Un pan méconnu de la Seconde Guerre mondiale

Christian Pahlavi et Pierre Pahlavi, Le pont de la victoire. L’Iran dans la Seconde Guerre mondiale, Perrin, 2023 

Heureuse initiative des éditions Perrin de nous gratifier d’un sujet très rarement traité sur la Seconde Guerre mondiale, ce qui est une gageure : l’Iran. Je ne connais en fait aucune autre étude sur le sujet en langue française.  

Je précise d’emblée (en dépit de mes critiques finales) que c’est un bon livre qui en mérite largement la lecture, qui ne peut que compléter la connaissance de la Seconde Guerre mondiale. Un de ses intérêts est aussi de ne pas présenter les événements du point de vue extérieur, britannique par exemple (même si je pense que les auteurs mettent trop les Alliés à charge). 

Comme l’Egypte avec le canal de Suez, l’Iran est un enjeu à cause de son pétrole et de sa position carrefour entre le Moyen-Orient et l’URSS, d’où son importance pendant le conflit. 

Nous sortons donc des sentiers battus et comprenons vite que ce « pont de la victoire » est l’artère de ravitaillement en matériel britannique et surtout américain (dans le cadre du « Prêt-bail ») à destination de l’Union soviétique. Cette aide massive des Alliés s’est avérée essentielle pour l’Armée rouge et l’industrie de guerre soviétique, mais certes moins cruciale que l’existence d’un « Second front ». 
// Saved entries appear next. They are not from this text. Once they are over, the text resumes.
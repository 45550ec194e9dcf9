//! Text renderings of an edit script.

use std::fmt::Write as _;

use colored::Colorize;

use super::myers::{diff_lines, Edit, Op};

/// Lines of unchanged context kept around each change.
pub const CONTEXT: usize = 3;

fn prefix(op: Op) -> char {
    match op {
        Op::Equal => ' ',
        Op::Delete => '-',
        Op::Insert => '+',
    }
}

fn script<'a>(from: &'a str, to: &'a str) -> Vec<Edit<'a>> {
    let a: Vec<&str> = from.lines().collect();
    let b: Vec<&str> = to.lines().collect();
    diff_lines(&a, &b)
}

fn range(start: usize, count: usize) -> String {
    match count {
        0 => format!("{},0", start.saturating_sub(1)),
        1 => start.to_string(),
        _ => format!("{start},{count}"),
    }
}

/// Renders a unified diff with `---`/`+++` headers and hunks carrying
/// [`CONTEXT`] lines of context. Returns an empty string when the texts
/// are line-equal.
#[must_use]
pub fn unified(from_label: &str, to_label: &str, from: &str, to: &str) -> String {
    let edits = script(from, to);
    let changes: Vec<usize> = edits
        .iter()
        .enumerate()
        .filter(|(_, e)| e.op != Op::Equal)
        .map(|(i, _)| i)
        .collect();
    if changes.is_empty() {
        return String::new();
    }

    // Half-open edit index ranges, merged when their context overlaps.
    let mut hunks: Vec<(usize, usize)> = Vec::new();
    for &i in &changes {
        let start = i.saturating_sub(CONTEXT);
        let end = (i + CONTEXT + 1).min(edits.len());
        match hunks.last_mut() {
            Some(last) if start <= last.1 => last.1 = end,
            _ => hunks.push((start, end)),
        }
    }

    // Lines of each side consumed before every edit index.
    let mut consumed = Vec::with_capacity(edits.len() + 1);
    let (mut a, mut b) = (0_usize, 0_usize);
    consumed.push((a, b));
    for e in &edits {
        match e.op {
            Op::Equal => {
                a += 1;
                b += 1;
            }
            Op::Delete => a += 1,
            Op::Insert => b += 1,
        }
        consumed.push((a, b));
    }

    let mut out = format!("--- {from_label}\n+++ {to_label}\n");
    for (start, end) in hunks {
        let (a0, b0) = consumed[start];
        let (a1, b1) = consumed[end];
        let _ = writeln!(out, "@@ -{} +{} @@", range(a0 + 1, a1 - a0), range(b0 + 1, b1 - b0));
        for e in &edits[start..end] {
            let _ = writeln!(out, "{}{}", prefix(e.op), e.line);
        }
    }
    out
}

/// Renders every line of both texts, marked `-`, `+` or ` `, under a
/// two-line `---`/`+++` header.
#[must_use]
pub fn simple(from_label: &str, to_label: &str, from: &str, to: &str) -> String {
    let mut out = format!("--- {from_label}\n+++ {to_label}\n");
    for e in script(from, to) {
        let _ = writeln!(out, "{}{}", prefix(e.op), e.line);
    }
    out
}

/// Colours removed lines red and added lines green. Other lines are left
/// as they are.
#[must_use]
pub fn colorize(text: &str) -> String {
    let mut out = String::with_capacity(text.len());
    for line in text.lines() {
        if line.starts_with('-') {
            let _ = writeln!(out, "{}", line.red());
        } else if line.starts_with('+') {
            let _ = writeln!(out, "{}", line.green());
        } else {
            let _ = writeln!(out, "{line}");
        }
    }
    out
}

#[cfg(test)]
mod tests {
    use super::*;

    fn numbered(range: std::ops::RangeInclusive<u32>) -> String {
        range.map(|i| format!("line{i}\n")).collect()
    }

    #[test]
    fn equal_texts_render_nothing() {
        assert_eq!(unified("r", "l", "a\nb\n", "a\nb\n"), "");
    }

    #[test]
    fn unified_single_change_has_context() {
        let from = numbered(1..=10);
        let to = from.replace("line5\n", "LINE5\n");
        assert_eq!(
            unified("remote", "local", &from, &to),
            "--- remote\n+++ local\n@@ -2,7 +2,7 @@\n line2\n line3\n line4\n-line5\n+LINE5\n line6\n line7\n line8\n"
        );
    }

    #[test]
    fn distant_changes_form_separate_hunks() {
        let from = numbered(1..=20);
        let to = from.replace("line2\n", "X\n").replace("line18\n", "Y\n");
        let text = unified("r", "l", &from, &to);
        assert_eq!(text.matches("@@ -").count(), 2);
        assert!(text.contains("@@ -1,5 +1,5 @@\n"));
        assert!(text.contains("@@ -15,6 +15,6 @@\n"));
    }

    #[test]
    fn nearby_changes_share_a_hunk() {
        let from = numbered(1..=12);
        let to = from.replace("line3\n", "X\n").replace("line8\n", "Y\n");
        assert_eq!(unified("r", "l", &from, &to).matches("@@ -").count(), 1);
    }

    #[test]
    fn missing_remote_shows_every_line_added() {
        let text = unified("", "local.json", "", "{\n  \"a\": 1\n}\n");
        assert_eq!(text, "--- \n+++ local.json\n@@ -0,0 +1,3 @@\n+{\n+  \"a\": 1\n+}\n");
    }

    #[test]
    fn simple_keeps_all_lines() {
        let text = simple("r", "l", "a\nb\nc\n", "a\nB\nc\n");
        assert_eq!(text, "--- r\n+++ l\n a\n-b\n+B\n c\n");
    }

    #[test]
    fn colorize_touches_only_changed_lines() {
        colored::control::set_override(true);
        let text = colorize(" same\n-old\n+new\n");
        assert!(text.starts_with(" same\n"));
        assert!(text.contains("\u{1b}[31m-old\u{1b}[0m"));
        assert!(text.contains("\u{1b}[32m+new\u{1b}[0m"));
    }
}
Les Iraniens, qui auraient sans doute voulu demeurer entièrement à l’écart du conflit, sont happés bien malgré eux dans la tourmente qui embrase le monde car leur pays passe sous la coupe du Royaume-Uni et de l’URSS qui l’envahissent en août 1941.  

Pour bien comprendre pourquoi la situation est parvenue à cette extrémité, les auteurs consacrent une longue partie introductive aux relations particulières entre l’Allemagne et l’Iran, et ce avant même l’arrivée du pouvoir de Hitler, en insistant sur l’idéologie nazie et les Iraniens, qui sont des Aryens… Une partie particulièrement intéressante et instructive. Le contexte des événements politiques survenant au Moyen-Orient en 1941 reçoit une attention toute particulière. La question des techniciens et des espions allemands, ainsi que des connivences éventuelles entre Téhéran et Berlin est évidemment abordée.  
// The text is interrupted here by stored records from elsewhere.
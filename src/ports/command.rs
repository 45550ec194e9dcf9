//! Command runner port for launching external processes.

use std::error::Error;
use std::path::Path;

use async_trait::async_trait;

/// The result of running an external command to completion.
#[derive(Debug, Clone, PartialEq, Eq)]
pub struct CommandOutput {
    /// The exit code, or `None` when the process was killed by a signal.
    pub exit_code: Option<i32>,
    /// The captured standard output.
    pub stdout: String,
}

/// Runs external programs such as a user-configured diff tool.
#[async_trait]
pub trait CommandRunner: Send + Sync {
    /// Runs `program` with `args` in `cwd`, inheriting standard error and
    /// capturing standard output.
    ///
    /// # Errors
    ///
    /// Returns an error if the program cannot be spawned or waited on.
    async fn run(
        &self,
        program: &str,
        args: &[String],
        cwd: &Path,
    ) -> Result<CommandOutput, Box<dyn Error + Send + Sync>>;
}
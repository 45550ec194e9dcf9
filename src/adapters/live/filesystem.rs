//! Local disk adapter.

use std::error::Error;
use std::path::Path;

use crate::ports::FileSystem;

/// Reads and writes the local disk through `std::fs`.
pub struct LocalFileSystem;

impl FileSystem for LocalFileSystem {
    fn read_to_string(&self, path: &Path) -> Result<String, Box<dyn Error + Send + Sync>> {
        Ok(std::fs::read_to_string(path)?)
    }

    fn write(&self, path: &Path, contents: &str) -> Result<(), Box<dyn Error + Send + Sync>> {
        if let Some(parent) = path.parent().filter(|p| !p.as_os_str().is_empty()) {
            std::fs::create_dir_all(parent)?;
        }
        Ok(std::fs::write(path, contents)?)
    }
}
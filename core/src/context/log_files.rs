use std::path::Path;

/// Split a standard log filename (`eqlog_<Player>_<server>.txt`) into
/// player and server.
pub fn parse_log_filename(filename: &str) -> Option<(String, String)> {
    let stem = filename.strip_suffix(".txt").unwrap_or(filename);
    let rest = stem.strip_prefix("eqlog_")?;
    let (player, server) = rest.split_once('_')?;

    if player.is_empty() || server.is_empty() {
        return None;
    }
    Some((player.to_string(), server.to_string()))
}

/// Player name from a log path, if the filename follows the standard layout.
pub fn player_from_path(path: &Path) -> Option<String> {
    path.file_name()
        .and_then(|f| f.to_str())
        .and_then(parse_log_filename)
        .map(|(player, _)| player)
}
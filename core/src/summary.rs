//! Whole-log tally
//!
//! A [`RecordHandler`] that accumulates counts and totals while records are
//! dispatched, and a serializable report built from it.

use hashbrown::HashMap;
use serde::{Deserialize, Serialize};
use std::collections::BTreeMap;

use crate::combat_log::{ClassifiedRecord, LogEvent, LootSource, RecordHandler};
use crate::context::{IStr, resolve};
use crate::game_data::labels;

/// Total attributed to one name
#[derive(Debug, Clone, PartialEq, Serialize, Deserialize)]
pub struct NameTotal {
    pub name: String,
    pub total: u64,
}

/// Serializable snapshot of a [`LogSummary`]
#[derive(Debug, Clone, Serialize, Deserialize)]
pub struct SummaryReport {
    pub event_count: usize,
    pub kinds: BTreeMap<String, usize>,
    pub duration_seconds: f64,
    pub top_damage: Vec<NameTotal>,
    pub top_healing: Vec<NameTotal>,
    pub deaths: usize,
    /// Number of slain batches flushed (one per fight teardown)
    pub slain_batches: usize,
    /// Currency looted by the local player, in copper
    pub currency_copper: u64,
    pub zones: Vec<String>,
}

#[derive(Debug, Default)]
pub struct LogSummary {
    events: usize,
    kinds: HashMap<&'static str, usize>,
    first_timestamp: Option<f64>,
    last_timestamp: Option<f64>,
    damage: HashMap<IStr, u64>,
    healing: HashMap<IStr, u64>,
    deaths: usize,
    slain_batches: usize,
    currency_copper: u64,
    zones: Vec<IStr>,
}

impl LogSummary {
    pub fn new() -> Self {
        Self::default()
    }

    pub fn event_count(&self) -> usize {
        self.events
    }

    pub fn kind_count(&self, kind: &str) -> usize {
        self.kinds.get(kind).copied().unwrap_or(0)
    }

    pub fn damage_by(&self, attacker: IStr) -> u64 {
        self.damage.get(&attacker).copied().unwrap_or(0)
    }

    pub fn slain_batches(&self) -> usize {
        self.slain_batches
    }

    fn top(totals: &HashMap<IStr, u64>, limit: usize) -> Vec<NameTotal> {
        let mut sorted: Vec<NameTotal> = totals
            .iter()
            .map(|(name, total)| NameTotal {
                name: resolve(*name).to_string(),
                total: *total,
            })
            .collect();
        sorted.sort_by(|a, b| b.total.cmp(&a.total).then_with(|| a.name.cmp(&b.name)));
        sorted.truncate(limit);
        sorted
    }

    /// Report with the `limit` largest damage and healing totals.
    pub fn report(&self, limit: usize) -> SummaryReport {
        let duration_seconds = match (self.first_timestamp, self.last_timestamp) {
            (Some(first), Some(last)) => last - first,
            _ => 0.0,
        };
        SummaryReport {
            event_count: self.events,
            kinds: self
                .kinds
                .iter()
                .map(|(kind, count)| (kind.to_string(), *count))
                .collect(),
            duration_seconds,
            top_damage: Self::top(&self.damage, limit),
            top_healing: Self::top(&self.healing, limit),
            deaths: self.deaths,
            slain_batches: self.slain_batches,
            currency_copper: self.currency_copper,
            zones: self.zones.iter().map(|z| resolve(*z).to_string()).collect(),
        }
    }
}

impl RecordHandler for LogSummary {
    fn handle_record(&mut self, event: &LogEvent) {
        self.events += 1;
        *self.kinds.entry(event.record.kind()).or_insert(0) += 1;
        self.first_timestamp.get_or_insert(event.timestamp);
        self.last_timestamp = Some(event.timestamp);

        match &event.record {
            ClassifiedRecord::Damage(damage) if !damage.damage_type.is_miss() => {
                let total = self.damage.entry(damage.attacker).or_insert(0);
                *total = total.saturating_add(damage.total);
            }
            ClassifiedRecord::Heal(heal) => {
                let total = self.healing.entry(heal.healer).or_insert(0);
                *total = total.saturating_add(heal.total);
            }
            ClassifiedRecord::Death(_) => self.deaths += 1,
            ClassifiedRecord::Loot(loot)
                if resolve(loot.item) == labels::CURRENCY
                    && !matches!(loot.source, LootSource::WonRoll { .. }) =>
            {
                self.currency_copper = self.currency_copper.saturating_add(loot.quantity);
            }
            ClassifiedRecord::Zone(zone) => self.zones.push(zone.zone),
            _ => {}
        }
    }

    fn on_slain_flush(&mut self, names: &[IStr], timestamp: f64) {
        self.slain_batches += 1;
        tracing::debug!(slain = names.len(), timestamp, "slain batch flushed");
    }
}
Les conditions de l’invasion alliée, puis ses conséquences sur la dynastie régnante ainsi que les menées des espions allemands (ainsi que des agents qui les rejoignent) constituent un autre pôle d’intérêt du livre. On apprécie aussi les lignes consacrées à la conférence de Téhéran, qui regroupe Staline, Roosevelt et Churchill, les « trois grands ». Les lecteurs apprécieront la mise en perspective avec les autres événements survenant au Moyen-Orient ainsi qu’en Union soviétique. Le récit de l’invasion de l’Iran (je laisse les lecteurs juger des responsabilités du Shah) puis de la mise en oeuvre d’une route de ravitaillement de l’Union soviétique via l’Iran sont au coeur de cet ouvrage bien ficelé, si ce n’est que les questions stratégiques ne sont pas assez poussées et trop centrées sur l’Iran (il n’est nul fait mention des plans anglais ni des 9th et 10th Armies déployées en Iran et en Syrie/Palestine et de la stratégie du général Auchinleck, successeur de Wavell au Caire, de l’été 41 à l’été 42). 

On apprend donc beaucoup, le texte est bien écrit, les sujets abordés suffisamment variés, le rythme des événements assez haletant.  
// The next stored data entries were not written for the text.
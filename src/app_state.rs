use eqlog_core::combat_log::LogEvent;
use eqlog_core::context::ParserConfigExt;
use eqlog_core::registry::{PlayerRegistry, SpellBook};
use eqlog_core::summary::SummaryReport;
use eqlog_types::ParserConfig;
use std::path::{Path, PathBuf};
use std::sync::Arc;

/// Everything the REPL keeps between commands. The identity registry lives
/// for the whole session so names proven in one file help classify the next.
pub struct AppState {
    pub config: ParserConfig,
    pub identity: Arc<PlayerRegistry>,
    pub spells: Arc<SpellBook>,
    pub active_file: Option<PathBuf>,
    pub end_pos: Option<u64>,
    pub events: Vec<LogEvent>,
    pub report: Option<SummaryReport>,
}

impl Default for AppState {
    fn default() -> Self {
        Self::with_config(ParserConfig::default())
    }
}

impl AppState {
    /// State from the persisted config, loading its spell book if one is set.
    pub fn new() -> Self {
        Self::with_config(ParserConfig::load())
    }

    pub fn with_config(config: ParserConfig) -> Self {
        let spells = match config.spell_book.as_deref() {
            Some(path) => SpellBook::load(Path::new(path)).unwrap_or_else(|err| {
                tracing::warn!(error = %err, path, "spell book unavailable, continuing without it");
                SpellBook::default()
            }),
            None => SpellBook::default(),
        };
        Self {
            config,
            identity: Arc::new(PlayerRegistry::new()),
            spells: Arc::new(spells),
            active_file: None,
            end_pos: None,
            events: Vec::new(),
            report: None,
        }
    }
}
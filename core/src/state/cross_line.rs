//! State carried from one line to the next.
//!
//! Both pieces are explicit objects threaded through the parser rather than
//! globals, so the ordering contract is visible at the call site: crit
//! markers only correlate when lines arrive in order, and slain batches
//! flush against the timestamps of the lines fed after them.

use crate::context::{IStr, ParserConfig};
use std::sync::Mutex;

// ─────────────────────────────────────────────────────────────────────────────
// Pending Crit
// ─────────────────────────────────────────────────────────────────────────────

/// A legacy "scores a critical hit!" line waiting for the damage line that
/// follows it.
#[derive(Debug, Clone, Copy, PartialEq)]
pub struct PendingCritMarker {
    pub attacker: IStr,
    pub source_line_number: u64,
    pub timestamp: f64,
}

#[derive(Debug, Default)]
pub struct CritTracker {
    pending: Mutex<Option<PendingCritMarker>>,
}

impl CritTracker {
    /// Record a crit announcement, replacing any older marker.
    pub fn mark(&self, attacker: IStr, line_number: u64, timestamp: f64) {
        if let Ok(mut pending) = self.pending.lock() {
            *pending = Some(PendingCritMarker {
                attacker,
                source_line_number: line_number,
                timestamp,
            });
        }
    }

    /// Consume the marker. Returns true if it was left by the previous line
    /// for the same attacker within `window` seconds.
    pub fn take_for(&self, attacker: IStr, line_number: u64, timestamp: f64, window: f64) -> bool {
        let Ok(mut pending) = self.pending.lock() else {
            return false;
        };
        let Some(marker) = pending.take() else {
            return false;
        };
        marker.attacker == attacker
            && marker.source_line_number + 1 == line_number
            && (timestamp - marker.timestamp).abs() <= window
    }

    pub fn pending(&self) -> Option<PendingCritMarker> {
        self.pending.lock().ok().and_then(|p| *p)
    }
}

// ─────────────────────────────────────────────────────────────────────────────
// Slain Queue
// ─────────────────────────────────────────────────────────────────────────────

#[derive(Debug, Clone, Copy, PartialEq)]
pub struct SlainQueueEntry {
    pub name: IStr,
    pub queued_at: f64,
}

/// Deaths waiting to tear down their encounter. The whole batch flushes
/// once a line arrives strictly after the oldest entry's deadline.
#[derive(Debug, Default)]
pub struct SlainQueue {
    delay: f64,
    entries: Mutex<Vec<SlainQueueEntry>>,
}

impl SlainQueue {
    pub fn new(delay: f64) -> Self {
        Self {
            delay,
            entries: Mutex::new(Vec::new()),
        }
    }

    /// Queue a name. A name already waiting is not queued twice.
    pub fn enqueue(&self, name: IStr, queued_at: f64) {
        if let Ok(mut entries) = self.entries.lock()
            && !entries.iter().any(|e| e.name == name)
        {
            entries.push(SlainQueueEntry { name, queued_at });
        }
    }

    /// Drain the batch if `now` is past its deadline. The check and the drain
    /// happen under one lock so a concurrent enqueue lands in either this
    /// batch or the next, never neither.
    pub fn flush_due(&self, now: f64) -> Option<Vec<IStr>> {
        let mut entries = self.entries.lock().ok()?;
        let deadline = entries.first()?.queued_at + self.delay;
        if now <= deadline {
            return None;
        }
        Some(entries.drain(..).map(|e| e.name).collect())
    }

    /// Drain everything regardless of deadline (end of input).
    pub fn flush_all(&self) -> Option<Vec<SlainQueueEntry>> {
        let mut entries = self.entries.lock().ok()?;
        if entries.is_empty() {
            return None;
        }
        Some(entries.drain(..).collect())
    }

    pub fn len(&self) -> usize {
        self.entries.lock().map(|e| e.len()).unwrap_or(0)
    }

    pub fn is_empty(&self) -> bool {
        self.len() == 0
    }
}

/// Everything one stream of lines carries between calls.
#[derive(Debug, Default)]
pub struct CrossLineState {
    pub crit: CritTracker,
    pub slain: SlainQueue,
}

impl CrossLineState {
    pub fn new(config: &ParserConfig) -> Self {
        Self {
            crit: CritTracker::default(),
            slain: SlainQueue::new(config.slain_flush_delay_secs),
        }
    }
}

#[cfg(test)]
mod tests {
    use super::*;
    use crate::context::intern;

    #[test]
    fn test_crit_marker_applies_to_next_line_only() {
        let tracker = CritTracker::default();
        let kazint = intern("KAZINT");
        tracker.mark(kazint, 10, 100.0);
        assert!(tracker.take_for(kazint, 11, 100.0, 1.0));
        // consumed
        assert!(!tracker.take_for(kazint, 12, 100.0, 1.0));
    }

    #[test]
    fn test_crit_marker_rejects_other_attacker_and_stale_time() {
        let tracker = CritTracker::default();
        let kazint = intern("KAZINT");
        tracker.mark(kazint, 10, 100.0);
        assert!(!tracker.take_for(intern("FLLINT"), 11, 100.0, 1.0));
        assert!(tracker.pending().is_none());

        tracker.mark(kazint, 20, 100.0);
        assert!(!tracker.take_for(kazint, 21, 102.0, 1.0));
    }

    #[test]
    fn test_slain_queue_dedupes_and_flushes_after_deadline() {
        let queue = SlainQueue::new(0.0);
        let goblin = intern("A GOBLIN");
        queue.enqueue(goblin, 50.0);
        queue.enqueue(goblin, 50.0);
        assert_eq!(queue.len(), 1);

        assert!(queue.flush_due(50.0).is_none());
        assert_eq!(queue.flush_due(51.0), Some(vec![goblin]));
        assert!(queue.is_empty());
        assert!(queue.flush_due(52.0).is_none());
    }

    #[test]
    fn test_slain_queue_respects_delay() {
        let queue = SlainQueue::new(5.0);
        queue.enqueue(intern("A RAT"), 10.0);
        assert!(queue.flush_due(14.0).is_none());
        assert!(queue.flush_due(15.5).is_some());
    }
}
On ne peut pas relater le contenu de l’ouvrage, car c’est au lecteur de le découvrir, mais il est captivant et, j’insiste de nouveau, apporte une pierre originale à la connaissance de la Seconde Guerre mondiale. 

Pour toutes ces raisons, il s’agit donc d’un livre qui mérite la lecture. 

Toutefois, quelques écueils sont à noter. D’abord le parti pris des deux auteurs, membres de la famille impériale iranienne (ce sont des Pahlavi). Le sort en exil de Reza Shah Pahlavi devait certes être évoqué, mais il l’est beaucoup trop longuement. Si les intrigues de palais et les politiques sont d’importance, l’existence du peuple et les contacts avec les occupants (auxquels sont attribués la cherté de la vie –et non au gouvernement, ce qui serait à approfondir, alors même que, comme en Egypte, ils fournissent également de la main d’oeuvre et stimulent l’économie par leurs achats) sont sans doute trop brièvement abordés (à mon goût, ce qui est certes fort discutable, j’en conviens).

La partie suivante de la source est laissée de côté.